BackOnlyBriefly sorry "...reading the Bible alone .... people do read but it just as it is but if you have a version that contains a comentary it can explain some of the references etc and that can be helpful.

Tuo Tue 07-May-13 00:41:28

Thank you, IG.

Just popping back briefly to clarify that CLAY and the Mirfield Centre are both ecumenical, so it doesn't matter what church you belong to if you want to contact them.

Italiangreyhound Tue 07-May-13 01:22:02

Yes, good point. Spidir are informal and are an 'ecumenical Christian network'.

I do like it when Christian groups work together. It gives me hope for the future.
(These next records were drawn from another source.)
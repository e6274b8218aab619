//! Per-request state handed to every tool call

use crate::auth::Session;
use crate::config::ChatModel;
use crate::providers::Provider;
use crate::storage::{self, Document, Store};
use crate::stream::EventSink;
use std::sync::Arc;

/// Everything a tool needs from the request that invoked it
///
/// Tools write their events to `sink`, which is the same channel the
/// orchestrator writes to, and run sub-generations against `model`.
#[derive(Clone)]
pub struct ToolContext {
    /// Event channel of the current response
    pub sink: EventSink,
    /// The requester
    pub session: Session,
    /// Provider for sub-generations
    pub provider: Arc<dyn Provider>,
    /// Model selected for the chat
    pub model: ChatModel,
    /// Persistence
    pub store: Arc<dyn Store>,
}

impl ToolContext {
    /// Fetch a document only if the requester owns it
    ///
    /// # Returns
    ///
    /// Returns `None` for missing documents and for documents owned by
    /// another user, so callers cannot tell the two apart
    ///
    /// # Errors
    ///
    /// Returns error if the store cannot be queried
    pub async fn owned_document(&self, id: &str) -> crate::error::Result<Option<Document>> {
        let id = id.to_string();
        let document = storage::blocking(&self.store, move |store| store.get_document(&id)).await?;
        Ok(document.filter(|doc| doc.user_id == self.session.user_id))
    }

    /// Insert or replace a document
    pub async fn save_document(&self, document: Document) -> crate::error::Result<()> {
        storage::blocking(&self.store, move |store| store.save_document(&document)).await
    }
}

impl std::fmt::Debug for ToolContext {
    fn fmt(&self, f: &mut std::fmt::Formatter<'_>) -> std::fmt::Result {
        f.debug_struct("ToolContext")
            .field("session", &self.session)
            .field("model", &self.model.id)
            .finish_non_exhaustive()
    }
}
//! Model listing and health check

use axum::extract::State;
use axum::routing::get;
use axum::{Json, Router};
use serde_json::{json, Value};

use super::AppState;

pub(super) fn router() -> Router<AppState> {
    Router::new()
        .route("/api/models", get(get_models))
        .route("/health", get(get_health))
}

/// Configured chat models and the default selection
async fn get_models(State(state): State<AppState>) -> Json<Value> {
    let config = state.config();
    Json(json!({
        "models": config.models,
        "defaultModel": config.default_model,
    }))
}

/// Liveness probe
async fn get_health() -> Json<Value> {
    Json(json!({
        "status": "ok",
        "version": env!("CARGO_PKG_VERSION"),
    }))
}
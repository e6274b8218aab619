//! `POST /api/chat` and `DELETE /api/chat`

use std::convert::Infallible;

use axum::body::{Body, Bytes};
use axum::extract::{Query, State};
use axum::http::{header, HeaderMap, HeaderValue, StatusCode};
use axum::response::{IntoResponse, Response};
use axum::routing::post;
use axum::{Json, Router};
use futures::StreamExt;
use serde::Deserialize;
use tokio_stream::wrappers::UnboundedReceiverStream;

use super::{ApiError, AppState};
use crate::chat::ChatRequest;
use crate::stream::{DATA_STREAM_HEADER, DATA_STREAM_VERSION};

pub(super) fn router() -> Router<AppState> {
    Router::new().route("/api/chat", post(post_chat).delete(delete_chat))
}

async fn post_chat(
    State(state): State<AppState>,
    headers: HeaderMap,
    Json(request): Json<ChatRequest>,
) -> Result<Response, ApiError> {
    let session = state.session(&headers).await?;
    let rx = state.chat.submit(session, request).await?;

    let lines = UnboundedReceiverStream::new(rx).filter_map(|part| async move {
        match part.encode() {
            Ok(line) => Some(Ok::<_, Infallible>(Bytes::from(line))),
            Err(e) => {
                tracing::warn!("Dropping unencodable stream part: {:#}", e);
                None
            }
        }
    });

    let mut response = Body::from_stream(lines).into_response();
    let headers = response.headers_mut();
    headers.insert(
        header::CONTENT_TYPE,
        HeaderValue::from_static("text/plain; charset=utf-8"),
    );
    headers.insert(DATA_STREAM_HEADER, HeaderValue::from_static(DATA_STREAM_VERSION));
    Ok(response)
}

#[derive(Debug, Deserialize)]
struct DeleteParams {
    id: Option<String>,
}

async fn delete_chat(
    State(state): State<AppState>,
    headers: HeaderMap,
    Query(params): Query<DeleteParams>,
) -> Result<impl IntoResponse, ApiError> {
    let id = super::required(params.id)?;
    let session = state.session(&headers).await?;
    state.chat.delete(session, Some(&id)).await?;
    Ok((StatusCode::OK, "Chat deleted"))
}
//! Cleanup of expired inline chats
//!
//! Inline chats hold a lease that every submission renews. A chat whose
//! lease has run out was abandoned by its widget (closed without a
//! successful delete, or never closed); the reaper removes it together with
//! its messages and votes.

use std::sync::Arc;
use std::time::Duration;

use chrono::Utc;
use metrics::counter;
use tokio_util::sync::CancellationToken;

use crate::error::Result;
use crate::storage::Store;

/// Delete every ephemeral chat whose lease expired before now
///
/// # Returns
///
/// Returns the number of chats removed
///
/// # Errors
///
/// Returns error if the store cannot be queried
pub fn run_once(store: &dyn Store) -> Result<usize> {
    let removed = store.delete_expired_ephemeral(Utc::now())?;
    if removed > 0 {
        tracing::info!("Reaped {} expired inline chats", removed);
        counter!("reaped_chats_total", removed as u64);
    }
    Ok(removed)
}

/// Run the reaper on a fixed interval until cancelled
///
/// The first pass runs immediately. Failed passes are logged and retried on
/// the next tick.
///
/// # Examples
///
/// ```no_run
/// use std::sync::Arc;
/// use std::time::Duration;
/// use tokio_util::sync::CancellationToken;
/// use quire::reaper;
/// use quire::storage::SqliteStorage;
///
/// #[tokio::main]
/// async fn main() -> anyhow::Result<()> {
///     let store = Arc::new(SqliteStorage::new_with_path("quire.db")?);
///     let token = CancellationToken::new();
///     let handle = reaper::spawn(store, Duration::from_secs(300), token.clone());
///     token.cancel();
///     handle.await?;
///     Ok(())
/// }
/// ```
pub fn spawn(
    store: Arc<dyn Store>,
    every: Duration,
    cancellation: CancellationToken,
) -> tokio::task::JoinHandle<()> {
    tokio::spawn(async move {
        let mut ticker = tokio::time::interval(every);
        ticker.set_missed_tick_behavior(tokio::time::MissedTickBehavior::Delay);

        loop {
            tokio::select! {
                biased;

                _ = cancellation.cancelled() => {
                    tracing::debug!("Reaper stopped");
                    break;
                }

                _ = ticker.tick() => {
                    if let Err(e) = run_once(store.as_ref()) {
                        tracing::warn!("Reaper pass failed: {:#}", e);
                    }
                }
            }
        }
    })
}

#[cfg(test)]
mod tests {
    use super::*;
    use crate::storage::{Chat, MockStore, SqliteStorage};
    use chrono::Duration as ChronoDuration;
    use tempfile::TempDir;

    fn chat(id: &str, user: &str, lease: Option<chrono::DateTime<Utc>>) -> Chat {
        Chat {
            id: id.into(),
            user_id: user.into(),
            title: id.into(),
            created_at: Utc::now(),
            ephemeral: lease.is_some(),
            lease_expires_at: lease,
        }
    }

    #[test]
    fn test_run_once_removes_only_expired_inline_chats() {
        let dir = TempDir::new().unwrap();
        let store = SqliteStorage::new_with_path(dir.path().join("quire.db")).unwrap();
        let user = store.create_user("ada@example.com").unwrap();
        let now = Utc::now();

        store
            .save_chat(&chat("expired", &user.id, Some(now - ChronoDuration::seconds(5))))
            .unwrap();
        store
            .save_chat(&chat("live", &user.id, Some(now + ChronoDuration::minutes(10))))
            .unwrap();
        store.save_chat(&chat("durable", &user.id, None)).unwrap();

        assert_eq!(run_once(&store).unwrap(), 1);
        assert!(store.get_chat("expired").unwrap().is_none());
        assert!(store.get_chat("live").unwrap().is_some());
        assert!(store.get_chat("durable").unwrap().is_some());
    }

    #[tokio::test]
    async fn test_spawn_stops_on_cancel() {
        let mut store = MockStore::new();
        store.expect_delete_expired_ephemeral().returning(|_| Ok(0));

        let token = CancellationToken::new();
        let handle = spawn(Arc::new(store), Duration::from_millis(10), token.clone());
        tokio::time::sleep(Duration::from_millis(30)).await;
        token.cancel();
        handle.await.unwrap();
    }

    #[test]
    fn test_run_once_propagates_store_error() {
        let mut store = MockStore::new();
        store
            .expect_delete_expired_ephemeral()
            .returning(|_| Err(anyhow::anyhow!("locked")));
        assert!(run_once(&store).is_err());
    }
}
//! Weather lookup tool
//!
//! Queries an Open-Meteo compatible forecast API and hands the response
//! back to the model unchanged.

use super::{parse_args, Tool, ToolContext, ToolExecutor, ToolKind, ToolResult};
use crate::config::ToolsConfig;
use crate::error::{QuireError, Result};
use async_trait::async_trait;
use serde::Deserialize;
use std::time::Duration;

#[derive(Debug, Deserialize)]
struct WeatherArgs {
    latitude: f64,
    longitude: f64,
}

/// Current weather for a coordinate
#[derive(Clone)]
pub struct WeatherTool {
    client: reqwest::Client,
    api_base: String,
}

impl WeatherTool {
    /// Create a weather tool from configuration
    ///
    /// # Arguments
    ///
    /// * `config` - Tools configuration carrying the API base and timeout
    ///
    /// # Returns
    ///
    /// Returns a new WeatherTool instance
    pub fn new(config: &ToolsConfig) -> Self {
        let client = reqwest::Client::builder()
            .timeout(Duration::from_secs(config.weather_timeout_seconds))
            .build()
            .unwrap_or_else(|_| reqwest::Client::new());

        Self {
            client,
            api_base: config.weather_api_base.trim_end_matches('/').to_string(),
        }
    }

    /// Fetch the forecast for a coordinate
    ///
    /// # Errors
    ///
    /// Returns error if the request fails, the service answers with a
    /// non-success status, or the body is not JSON
    pub async fn forecast(&self, latitude: f64, longitude: f64) -> Result<serde_json::Value> {
        let url = format!("{}/forecast", self.api_base);
        let response = self
            .client
            .get(&url)
            .query(&[
                ("latitude", latitude.to_string()),
                ("longitude", longitude.to_string()),
                ("current", "temperature_2m".to_string()),
                ("hourly", "temperature_2m".to_string()),
                ("daily", "sunrise,sunset".to_string()),
                ("timezone", "auto".to_string()),
            ])
            .send()
            .await
            .map_err(|e| QuireError::Tool(format!("Failed to fetch weather: {}", e)))?;

        let status = response.status();
        if !status.is_success() {
            return Err(QuireError::Tool(format!(
                "HTTP {} from weather service",
                status.as_u16()
            ))
            .into());
        }

        let body = response
            .json::<serde_json::Value>()
            .await
            .map_err(|e| QuireError::Tool(format!("Invalid weather response: {}", e)))?;
        Ok(body)
    }
}

#[async_trait]
impl ToolExecutor for WeatherTool {
    fn tool_definition(&self) -> serde_json::Value {
        Tool::new(
            ToolKind::GetWeather.name(),
            "Get the current weather at a location",
            serde_json::json!({
                "type": "object",
                "properties": {
                    "latitude": { "type": "number" },
                    "longitude": { "type": "number" }
                },
                "required": ["latitude", "longitude"]
            }),
        )
        .to_value()
    }

    async fn execute(&self, args: serde_json::Value, _ctx: &ToolContext) -> Result<ToolResult> {
        let args: WeatherArgs = match parse_args(ToolKind::GetWeather.name(), args) {
            Ok(args) => args,
            Err(result) => return Ok(result),
        };

        match self.forecast(args.latitude, args.longitude).await {
            Ok(body) => Ok(ToolResult::success(body)),
            Err(e) => {
                tracing::warn!("Weather lookup failed: {:#}", e);
                Ok(ToolResult::error(e.to_string()))
            }
        }
    }
}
It has been a good eye opener on Mumsnet to see at times that Christian from all different denominations can give sound advice and compassion. I really don;t mean that in a patronising way, I really think by pooling our resources and our care we can be a better force for good. grin

quizzywizz Tue 14-May-13 19:36:49

Last night was alllllllllll about Jesus - or their version of Jesus.

The one who lived in heaven with God for billions of years before He (Jesus) created the heavens and earth and everything in it. The Jesus is less than God and that Jesus states this more than once.

They are very good at using Bible verses to back up all their points and in the way that they back each other up - seemed quite practised even the little comments.

It was strange as I expected to feel like I needed to get out of there as soon as possible but really I felt like there was a barrier between them and me and that their words weren't really getting to me.

I can really see how people end up getting deeper and deeper though as it is all presented as fact and the truth.

MareeyaDolores Tue 14-May-13 20:01:19

quizzy, I think you do need to get out. I'm really glad there was a barrier. That said, to me, a Bible study specifically designed and set up to reject Jesus cannot be a safe or good place for a believing Christian.